During the last Ice Age (18,000 to 12,000 years ago), and in multiple previous Ice Ages, cataclysmic floods inundated portions of the Pacific Northwest from Glacial Lake Missoula, pluvial Lake Bonneville, and perhaps from subglacial outbursts. Glacial Lake Missoula was a body of water as large as some of the USA's Great Lakes. This lake formed from glacial meltwater that was dammed by a lobe of the Canadian ice sheet. Episodically, perhaps every 40 to 140 years, the waters of this huge lake forced its way past the ice dam, inundating parts of the Pacific Northwest. Eventually, the ice receded northward far enough that the dam did not reform, and the flooding episodes ceased.

==Evidence for Lake Condon==

===Columbia River Gorge===

Although the river slowly eroded the land over this period of time, the most drastic changes took place at the end of the last ice age when the Missoula Floods cut the steep, dramatic walls that exist today.

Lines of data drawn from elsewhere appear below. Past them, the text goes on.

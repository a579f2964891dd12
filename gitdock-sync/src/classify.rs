//! Map git diagnostics onto exactly one [`FailureCategory`].
//!
//! Matching is case-insensitive on the diagnostic text. Order matters: the
//! environment-level categories (read-only, disk full) are checked before
//! remote-side ones, and a bare "permission denied" is only a local
//! permission problem once the ssh `publickey` form has been ruled out.

use std::path::PathBuf;

use gitdock_core::types::{FailureCategory, SyncFailure};

const READ_ONLY: &[&str] = &["read-only file system", "os error 30"];
const DISK_FULL: &[&str] = &["no space left on device", "disk quota exceeded", "os error 28"];
const AUTHENTICATION: &[&str] = &[
    "authentication failed",
    "permission denied (publickey",
    "could not read username",
    "could not read password",
    "host key verification failed",
    "invalid username or password",
];
const BRANCH_NOT_FOUND: &[&str] = &[
    "couldn't find remote ref",
    "remote branch",
    "not found in upstream",
    "did not match any",
];
const REPOSITORY_NOT_FOUND: &[&str] = &[
    "repository not found",
    "does not appear to be a git repository",
    "not appear to be a git repository",
    "does not exist",
];
const NETWORK: &[&str] = &[
    "could not resolve host",
    "name or service not known",
    "temporary failure in name resolution",
    "network is unreachable",
    "connection timed out",
    "connection refused",
    "operation timed out",
    "timed out after",
    "could not connect to server",
];
const PERMISSION_DENIED: &[&str] = &["permission denied", "os error 13"];

/// Pure category lookup on diagnostic text.
pub fn categorize(diagnostic: &str) -> FailureCategory {
    let text = diagnostic.to_ascii_lowercase();
    let any = |needles: &[&str]| needles.iter().any(|n| text.contains(n));

    if any(READ_ONLY) {
        FailureCategory::FilesystemReadOnly
    } else if any(DISK_FULL) {
        FailureCategory::DiskFull
    } else if any(AUTHENTICATION) {
        FailureCategory::Authentication
    } else if any(BRANCH_NOT_FOUND) {
        FailureCategory::BranchNotFound
    } else if any(REPOSITORY_NOT_FOUND) {
        FailureCategory::RepositoryNotFound
    } else if any(NETWORK) {
        FailureCategory::NetworkUnreachable
    } else if any(PERMISSION_DENIED) {
        FailureCategory::PermissionDenied
    } else {
        FailureCategory::GenericToolFailure
    }
}

/// What the engine was doing when a failure happened.
#[derive(Debug, Clone)]
pub struct FailureContext<'a> {
    pub repository: &'a str,
    pub url: &'a str,
    pub branch: &'a str,
    pub path: PathBuf,
}

/// Build the structured failure for `diagnostic`.
pub fn classify(
    ctx: &FailureContext<'_>,
    command: &str,
    exit_code: Option<i32>,
    diagnostic: &str,
) -> SyncFailure {
    let repository = ctx.repository.to_string();
    let diagnostic_text = diagnostic.trim().to_string();
    match categorize(diagnostic) {
        FailureCategory::Authentication => SyncFailure::Authentication {
            repository,
            url: ctx.url.to_string(),
            diagnostic: diagnostic_text,
        },
        FailureCategory::BranchNotFound => SyncFailure::BranchNotFound {
            repository,
            branch: ctx.branch.to_string(),
            diagnostic: diagnostic_text,
        },
        FailureCategory::RepositoryNotFound => SyncFailure::RepositoryNotFound {
            repository,
            url: ctx.url.to_string(),
            diagnostic: diagnostic_text,
        },
        FailureCategory::NetworkUnreachable => SyncFailure::NetworkUnreachable {
            repository,
            url: ctx.url.to_string(),
            diagnostic: diagnostic_text,
        },
        FailureCategory::FilesystemReadOnly => SyncFailure::FilesystemReadOnly {
            repository,
            path: ctx.path.clone(),
        },
        FailureCategory::PermissionDenied => SyncFailure::PermissionDenied {
            repository,
            path: ctx.path.clone(),
            diagnostic: diagnostic_text,
        },
        FailureCategory::DiskFull => SyncFailure::DiskFull {
            repository,
            path: ctx.path.clone(),
        },
        FailureCategory::GenericToolFailure => SyncFailure::GenericToolFailure {
            repository,
            command: command.to_string(),
            exit_code,
            diagnostic: diagnostic_text,
        },
    }
}

#[cfg(test)]
mod tests {
    use super::*;
    use rstest::rstest;

    #[rstest]
    #[case("fatal: could not create work tree dir 'x': Read-only file system", FailureCategory::FilesystemReadOnly)]
    #[case("error: unable to write file: No space left on device", FailureCategory::DiskFull)]
    #[case("git@github.com: Permission denied (publickey).\nfatal: Could not read from remote repository.", FailureCategory::Authentication)]
    #[case("fatal: Authentication failed for 'https://github.com/o/r.git/'", FailureCategory::Authentication)]
    #[case("fatal: could not read Username for 'https://github.com': terminal prompts disabled", FailureCategory::Authentication)]
    #[case("warning: Could not find remote branch develop to clone.", FailureCategory::BranchNotFound)]
    #[case("fatal: couldn't find remote ref refs/heads/develop", FailureCategory::BranchNotFound)]
    #[case("remote: Repository not found.", FailureCategory::RepositoryNotFound)]
    #[case("fatal: 'origin' does not appear to be a git repository", FailureCategory::RepositoryNotFound)]
    #[case("ssh: Could not resolve hostname github.com: Name or service not known", FailureCategory::NetworkUnreachable)]
    #[case("fatal: unable to access: Could not resolve host: github.com", FailureCategory::NetworkUnreachable)]
    #[case("git timed out after 120s", FailureCategory::NetworkUnreachable)]
    #[case("fatal: could not create leading directories of '/repos/x': Permission denied", FailureCategory::PermissionDenied)]
    #[case("error: cannot open .git/FETCH_HEAD: Permission denied", FailureCategory::PermissionDenied)]
    #[case("fatal: Not possible to fast-forward, aborting.", FailureCategory::GenericToolFailure)]
    #[case("", FailureCategory::GenericToolFailure)]
    fn diagnostic_maps_to_one_category(#[case] diagnostic: &str, #[case] expected: FailureCategory) {
        assert_eq!(categorize(diagnostic), expected);
    }

    #[test]
    fn generic_failure_keeps_command_and_exit_code() {
        let ctx = FailureContext {
            repository: "demo-api",
            url: "https://github.com/o/demo-api.git",
            branch: "main",
            path: PathBuf::from("/repos/demo-api"),
        };
        let failure = classify(&ctx, "merge", Some(128), "fatal: Not possible to fast-forward");
        assert_eq!(
            failure,
            SyncFailure::GenericToolFailure {
                repository: "demo-api".into(),
                command: "merge".into(),
                exit_code: Some(128),
                diagnostic: "fatal: Not possible to fast-forward".into(),
            }
        );
    }

    #[test]
    fn read_only_failure_carries_working_copy_path() {
        let ctx = FailureContext {
            repository: "demo-api",
            url: "git@github.com:o/demo-api.git",
            branch: "main",
            path: PathBuf::from("/repos/demo-api"),
        };
        let failure = classify(&ctx, "clone", Some(128), "Read-only file system");
        assert_eq!(failure.category(), FailureCategory::FilesystemReadOnly);
        assert!(failure.message().contains("/repos/demo-api"));
    }
}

The gorge provided a hydraulic dam which backed waters up for days before it drained. This quick erosion left many layers of volcanic rock exposed.

===Touchet-like formation===
Lake Condon backflooded into the Umatilla and John Day River Valleys. In these relatively calm arms of the lake, the slackwaters were thick with suspended materials eroded from the scablands above. Some of the suspended materials settled out, creating thick sediment layers which are found throughout these valleys. These sediment layers are part of the Touchet Formation.

===Glacial erratics===

The maximum elevation of the flood, as established by other indications, is confirmed by glacial erratics, which were stranded on the slopes up the John Day and Umatilla river valleys and other elevated regions in the mid-Columbia at elevations of up to 1200 feet (366m) above sea level.